Ma Santé, Ma Vie : Avant d’être président du Syndicat national des pharmaciens algériens agréés (SNPAA), vous êtes d’abord pharmacien d’officine. Pouvez-vous nous décrire les spécificités de ce métier en Algérie ?

Samir OUALI : Le pharmacien d’officine joue un rôle très important dans la société Algérienne à plusieurs niveaux. Bien sûr, il dispense des médicaments. Mais il est d’abord là pour conseiller, accompagner le patient. Il joue un rôle d’éducateur social très important, souvent méconnu et peu valorisé et il participe à de nombreux actes de la vie quotidienne bien au-delà de la dispensation des médicaments. Son rôle est donc social et multiple.

En qualité de président du Syndicat national des pharmaciens algériens agréés (SNPAA), quelle est votre vision à propos de son rôle ?

Ce Syndicat est l’émanation de plusieurs pharmaciens de 38 wilayas des quatre coins du pays. Son rôle est très important car il défend le quotidien de l’officinal. Nous sommes là pour donner notre avis et défendre, à tous points de vue, l’avenir de la profession par rapport à la politique générale de notre ministère de tutelle et du gouvernement en général. Donner notre avis, notre vision et nos attentes par rapport à notre profession et par rapport au médicament en Algérie.

Nous avons conscience que chaque région a ses spécificités dans l’exercice du métier de pharmacien. Pour avoir une vision globale et construire une stratégie pour la profession, nous avons besoin de connaître les doléances de chacun, aussi convient-il de nous enrichir des idées de tous.

 

Quid de l’action collégial des instances du SNPAA ?

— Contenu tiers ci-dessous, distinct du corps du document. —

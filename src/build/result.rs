//! Build result types.
//!
//! Contains types for representing the outcome of profile builds.

use crate::transform::TransformResult;
use std::path::PathBuf;
use std::time::Duration;

/// A packaged artifact.
#[derive(Debug, Clone, PartialEq, Eq)]
pub struct Artifact {
    pub path: PathBuf,
    /// Size in bytes
    pub size: u64,
}

/// Result of building a single profile.
#[derive(Debug, Clone)]
pub struct BuildOutcome {
    /// Profile that was built
    pub profile_id: String,
    /// Transformer result (failed when any stage failed)
    pub result: TransformResult,
    /// Packaged artifact, when packaging ran and succeeded
    pub artifact: Option<Artifact>,
    /// Build duration
    pub duration: Duration,
}

impl BuildOutcome {
    /// Create an outcome without an artifact.
    pub fn new(profile_id: impl Into<String>, result: TransformResult, duration: Duration) -> Self {
        Self { profile_id: profile_id.into(), result, artifact: None, duration }
    }

    /// Create a failed outcome.
    pub fn failed(profile_id: impl Into<String>, error: impl Into<String>, duration: Duration) -> Self {
        Self::new(profile_id, TransformResult::failed(error), duration)
    }

    /// Attach an artifact.
    pub fn with_artifact(mut self, artifact: Artifact) -> Self {
        self.artifact = Some(artifact);
        self
    }

    /// Check if this build succeeded.
    pub fn is_success(&self) -> bool {
        self.result.is_success()
    }

    /// Error message of a failed build.
    pub fn error(&self) -> Option<&str> {
        self.result.error.as_deref()
    }
}

/// Tally of a multi-profile build run.
#[derive(Debug, Default)]
pub struct BuildSummary {
    /// Outcomes in completion order
    pub outcomes: Vec<BuildOutcome>,
    /// Total wall-clock duration
    pub total_duration: Duration,
}

impl BuildSummary {
    /// Create a new empty summary.
    pub fn new() -> Self {
        Self::default()
    }

    /// Add a profile outcome.
    pub fn add(&mut self, outcome: BuildOutcome) {
        self.outcomes.push(outcome);
    }

    /// Set the total duration.
    pub fn with_duration(mut self, duration: Duration) -> Self {
        self.total_duration = duration;
        self
    }

    /// Number of profiles that built successfully.
    pub fn success_count(&self) -> usize {
        self.outcomes.iter().filter(|o| o.is_success()).count()
    }

    /// Number of profiles that failed.
    pub fn failed_count(&self) -> usize {
        self.outcomes.iter().filter(|o| !o.is_success()).count()
    }

    /// Check if every profile succeeded.
    pub fn is_success(&self) -> bool {
        self.failed_count() == 0
    }

    /// Failed outcomes.
    pub fn failures(&self) -> Vec<&BuildOutcome> {
        self.outcomes.iter().filter(|o| !o.is_success()).collect()
    }

    /// Artifacts produced.
    pub fn artifacts(&self) -> Vec<&Artifact> {
        self.outcomes.iter().filter_map(|o| o.artifact.as_ref()).collect()
    }

    /// Format a summary of the run.
    pub fn summary(&self) -> String {
        let mut lines = Vec::new();

        let success = self.success_count();
        let failed = self.failed_count();
        let total = self.outcomes.len();

        if failed > 0 {
            lines.push(format!(
                "Build failed: {} succeeded, {} failed ({} total)",
                success, failed, total
            ));
            for outcome in self.failures() {
                lines.push(format!(
                    "  - {}: {}",
                    outcome.profile_id,
                    outcome.error().unwrap_or("unknown error")
                ));
            }
        } else {
            lines.push(format!(
                "Build succeeded: {} profile(s) in {:?}",
                success, self.total_duration
            ));
        }

        let skipped: usize = self.outcomes.iter().map(|o| o.result.skipped.len()).sum();
        if skipped > 0 {
            lines.push(format!("Skipped entries: {}", skipped));
        }

        lines.join("\n")
    }
}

Le Conseil national du Syndicat est composé de 30 membres de divers horizons représentant toutes les régions du pays. Ainsi, Le bureau du syndicat est formé de 12 pharmaciens.  Donc une bonne répartition des représentants des pharmaciens au niveau du Syndicat, surtout avec la présence en force des pharmaciens des zones enclavées au sein de ces deux instances.

Le SNPAA, qui est là pour exercer ce rôle, doit être accompagnée de toute l’intelligence qui forme la profession. Nous voulons définir une vision à court, moyen et long terme qui soit celle de la profession dans son ensemble. Nous allons nous inspirer de nos expériences anciennes et celles des autres, apprendre d’elles pour ne pas répéter les mêmes erreurs et essayer de trouver les meilleures solutions pour sauver ce secteur hautement stratégique dans le système de santé et de soins dans notre pays, tout en tenant compte de nos propres spécificités et aspirations.

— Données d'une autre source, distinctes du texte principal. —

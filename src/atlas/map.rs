//! Coordinate map loading.
//!
//! On-disk format:
//!
//! ```json
//! {
//!   "rows": 16, "cols": 16, "tile_size": 16,
//!   "coordinates": { "0,0": "grass_block_top", "1,0": "unused", "remaining_tiles": 12 }
//! }
//! ```
//!
//! Entries are kept in cell-key order, so two keys that land on the same
//! cell always resolve the same way: the key that sorts last wins.

use super::AtlasError;
use serde::Deserialize;
use std::collections::BTreeMap;
use std::fs;
use std::path::Path;

/// Sentinel name marking a cell that must be filled with the placeholder.
pub const UNUSED: &str = "unused";

/// Bookkeeping key in map files; its value is ignored.
pub const REMAINING_TILES_KEY: &str = "remaining_tiles";

/// Largest canvas edge, in pixels, an atlas may have.
pub const MAX_CANVAS_SIDE: u32 = 16384;

/// What a map cell holds.
#[derive(Debug, Clone, PartialEq, Eq)]
pub enum CellAssignment {
    /// A logical asset name
    Asset(String),
    /// Intentionally blank; rendered as the placeholder tile
    Unused,
}

impl CellAssignment {
    fn from_name(name: &str) -> Self {
        if name == UNUSED {
            CellAssignment::Unused
        } else {
            CellAssignment::Asset(name.to_string())
        }
    }
}

/// One decoded `"x,y" → name` entry.
///
/// Coordinates are signed so that out-of-range keys such as `"-1,0"` survive
/// loading and can be rejected at composition time.
#[derive(Debug, Clone, PartialEq, Eq)]
pub struct MapEntry {
    pub key: String,
    pub x: i64,
    pub y: i64,
    pub assignment: CellAssignment,
}

/// Grid layout plus name assignments for an atlas.
#[derive(Debug, Clone, PartialEq, Eq)]
pub struct CoordinateMap {
    pub rows: u32,
    pub cols: u32,
    pub cell_size: u32,
    entries: Vec<MapEntry>,
}

#[derive(Deserialize)]
struct MapFile {
    rows: u32,
    cols: u32,
    tile_size: u32,
    #[serde(default)]
    coordinates: BTreeMap<String, serde_json::Value>,
}

impl CoordinateMap {
    /// Build a map from `(name, x, y)` positions, in the given order.
    pub fn from_positions(rows: u32, cols: u32, cell_size: u32, positions: &[(&str, u32, u32)]) -> Self {
        let entries = positions
            .iter()
            .map(|&(name, x, y)| MapEntry {
                key: format!("{},{}", x, y),
                x: i64::from(x),
                y: i64::from(y),
                assignment: CellAssignment::from_name(name),
            })
            .collect();
        Self { rows, cols, cell_size, entries }
    }

    /// Parse a map from its JSON text.
    pub fn from_json_str(text: &str) -> Result<Self, AtlasError> {
        let file: MapFile =
            serde_json::from_str(text).map_err(|e| AtlasError::MalformedMap(e.to_string()))?;

        if file.rows == 0 || file.cols == 0 || file.tile_size == 0 {
            return Err(AtlasError::MalformedMap(
                "rows, cols and tile_size must be positive".to_string(),
            ));
        }

        let mut entries = Vec::with_capacity(file.coordinates.len());
        for (key, value) in file.coordinates {
            if key == REMAINING_TILES_KEY {
                continue;
            }
            let name = value.as_str().ok_or_else(|| {
                AtlasError::MalformedMap(format!("value for '{}' must be a string", key))
            })?;
            let (x, y) = parse_cell_key(&key)?;
            entries.push(MapEntry { key, x, y, assignment: CellAssignment::from_name(name) });
        }

        let map = Self { rows: file.rows, cols: file.cols, cell_size: file.tile_size, entries };
        map.checked_canvas_size()?;
        Ok(map)
    }

    /// Load a map file from disk.
    pub fn load(path: &Path) -> Result<Self, AtlasError> {
        let text = fs::read_to_string(path)
            .map_err(|source| AtlasError::MapIo { path: path.to_path_buf(), source })?;
        Self::from_json_str(&text)
    }

    /// All entries in application order.
    pub fn entries(&self) -> &[MapEntry] {
        &self.entries
    }

    /// Pixel size of the full canvas: `(cols * cell_size, rows * cell_size)`.
    ///
    /// Saturates instead of wrapping; use [`checked_canvas_size`](Self::checked_canvas_size)
    /// before allocating.
    pub fn canvas_size(&self) -> (u32, u32) {
        (self.cols.saturating_mul(self.cell_size), self.rows.saturating_mul(self.cell_size))
    }

    /// Canvas size, rejecting grids whose edges overflow or exceed
    /// [`MAX_CANVAS_SIDE`].
    pub fn checked_canvas_size(&self) -> Result<(u32, u32), AtlasError> {
        let side = |cells: u32| cells.checked_mul(self.cell_size).filter(|&px| px <= MAX_CANVAS_SIDE);
        match (side(self.cols), side(self.rows)) {
            (Some(width), Some(height)) => Ok((width, height)),
            _ => Err(AtlasError::MalformedMap(format!(
                "{}x{} grid of {}px cells exceeds the {}px canvas limit",
                self.cols, self.rows, self.cell_size, MAX_CANVAS_SIDE
            ))),
        }
    }

    /// Whether a decoded coordinate lies within `[0, cols) × [0, rows)`.
    pub fn in_bounds(&self, x: i64, y: i64) -> bool {
        x >= 0 && y >= 0 && x < i64::from(self.cols) && y < i64::from(self.rows)
    }

    /// Logical asset names referenced by the map (excluding `unused`).
    pub fn asset_names(&self) -> impl Iterator<Item = &str> {
        self.entries.iter().filter_map(|e| match &e.assignment {
            CellAssignment::Asset(name) => Some(name.as_str()),
            CellAssignment::Unused => None,
        })
    }

    /// Same map with a different cell size (used for high-resolution atlases).
    pub fn with_cell_size(mut self, cell_size: u32) -> Self {
        self.cell_size = cell_size;
        self
    }
}

/// Decode a `"<x>,<y>"` key into signed grid coordinates.
pub fn parse_cell_key(key: &str) -> Result<(i64, i64), AtlasError> {
    let (x, y) = key.split_once(',').ok_or_else(|| AtlasError::InvalidCellKey(key.to_string()))?;
    let x = x.trim().parse::<i64>().map_err(|_| AtlasError::InvalidCellKey(key.to_string()))?;
    let y = y.trim().parse::<i64>().map_err(|_| AtlasError::InvalidCellKey(key.to_string()))?;
    Ok((x, y))
}
// SPDX-License-Identifier: BUSL-1.1
// Copyright (c) 2026 Alfred Jean LLC

//! Standard-output redirection to /dev/null for `--ignore-output`.
//!
//! Redirection must run to completion before the executor records its
//! start instant: the dup/open/dup2 overhead would otherwise land inside
//! the measured window. The child inherits the process file table, so
//! swapping fd 1 here is all that is needed to silence it.

use std::fs::OpenOptions;
use std::io;
use std::os::fd::{AsFd, AsRawFd, OwnedFd};

use crate::error::TimerError;

/// Saved duplicate of the original stdout descriptor, held while fd 1
/// points at /dev/null.
#[derive(Debug)]
pub struct RedirectGuard {
    saved: OwnedFd,
}

impl RedirectGuard {
    /// Duplicate the current stdout, then point fd 1 at /dev/null.
    ///
    /// The temporary /dev/null descriptor is closed before returning;
    /// only the saved copy of the original stdout stays open.
    pub fn redirect() -> Result<Self, TimerError> {
        let stdout = io::stdout();
        let saved = stdout
            .as_fd()
            .try_clone_to_owned()
            .map_err(|source| TimerError::Setup { op: "dup", source })?;

        let devnull = OpenOptions::new()
            .write(true)
            .open("/dev/null")
            .map_err(|source| TimerError::Setup { op: "open", source })?;

        nix::unistd::dup2(devnull.as_raw_fd(), stdout.as_raw_fd()).map_err(|errno| {
            TimerError::Setup {
                op: "dup2",
                source: io::Error::from(errno),
            }
        })?;
        // devnull drops here, closing the temporary descriptor

        tracing::debug!(saved_fd = saved.as_raw_fd(), "stdout redirected to /dev/null");
        Ok(Self { saved })
    }

    /// Point fd 1 back at the saved descriptor and release the copy.
    pub fn restore(self) -> Result<(), TimerError> {
        nix::unistd::dup2(self.saved.as_raw_fd(), io::stdout().as_raw_fd()).map_err(|errno| {
            TimerError::Setup {
                op: "dup2",
                source: io::Error::from(errno),
            }
        })?;
        tracing::debug!("stdout restored");
        Ok(())
        // self.saved drops here, closing the copy
    }
}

Un programme de travail sera élaboré avec les membres du conseil pour garantir la transmission des préoccupations des pharmaciens aux hautes autorités du pays et préserver les acquis que la profession a réalisé durant ces dernières années.

 

Actuellement, quel est votre chantier prioritaire ?

La viabilité du secteur d’officine. Je prends un exemple : le gouvernement et, à travers lui, le ministère de la Santé, a une nouvelle vision de la politique du médicament. Nous sommes preneurs, mais il faut savoir que cette politique ne doit en aucun cas mettre en péril le secteur de l’officine. Il n’est pas concevable de mettre en place une politique du médicament sans tenir compte des intérêts des pharmaciens.

Je prends un autre exemple : la baisse des prix de certains produits pharmaceutiques va automatiquement entrainer la baisse du chiffre d’affaires des officines qui n’auront d’autre choix que de fermer. Cette mesure, certes positive pour le citoyen, a eu des répercussions sur notre chiffre d’affaires et aucune mesure d’accompagnement n’a été prévue pour le pharmacien. La non majoration des marges bénéficiaires des pharmacies va induire à une perte sèche de plus de 20%.

Prenons le cas des petites et moyennes officines, notamment celles des zones rurales, actuellement pas moins de 500 sont dans l’impossibilité de continuer d’exercer leur profession, ce qui va provoquer inévitablement leur fermeture et la perte de plusieurs emplois directs et indirects. Entre 45 et 50% des officines risquent de fermer bientôt, notamment dans les zones d’ombres et ainsi perturber la couverture médicamenteuse dans ces zones.

Durant tout ce temps, le coût de la vie a explosé, nous assistons, ainsi à une paupérisation de la population des pharmaciens d’officine. Aujourd’hui, certains ne gagnent même pas le SMIG et beaucoup d’entre eux vont finir par s’inscrire au chômage si des solutions ne sont pas mises en place.

Le syndicat avait saisi à maintes reprises les autorités compétentes et j’appelle à ouvrir le dossier des prix des médicaments. Je vous annonce, à cette occasion et pour la première fois, que nous allons proposer à la tutelle, ‘’l’augmentation des paliers’’, c’est-à-dire, au lieu de 100 DA pour le premier palier, il faut l’augmenter à 200 DA, par exemple, car il n’y a pas beaucoup de médicament à 100 DA. Même chose pour les autres paliers.

 

Quelle est la position du SNPAA  au sujet des psychotropes ?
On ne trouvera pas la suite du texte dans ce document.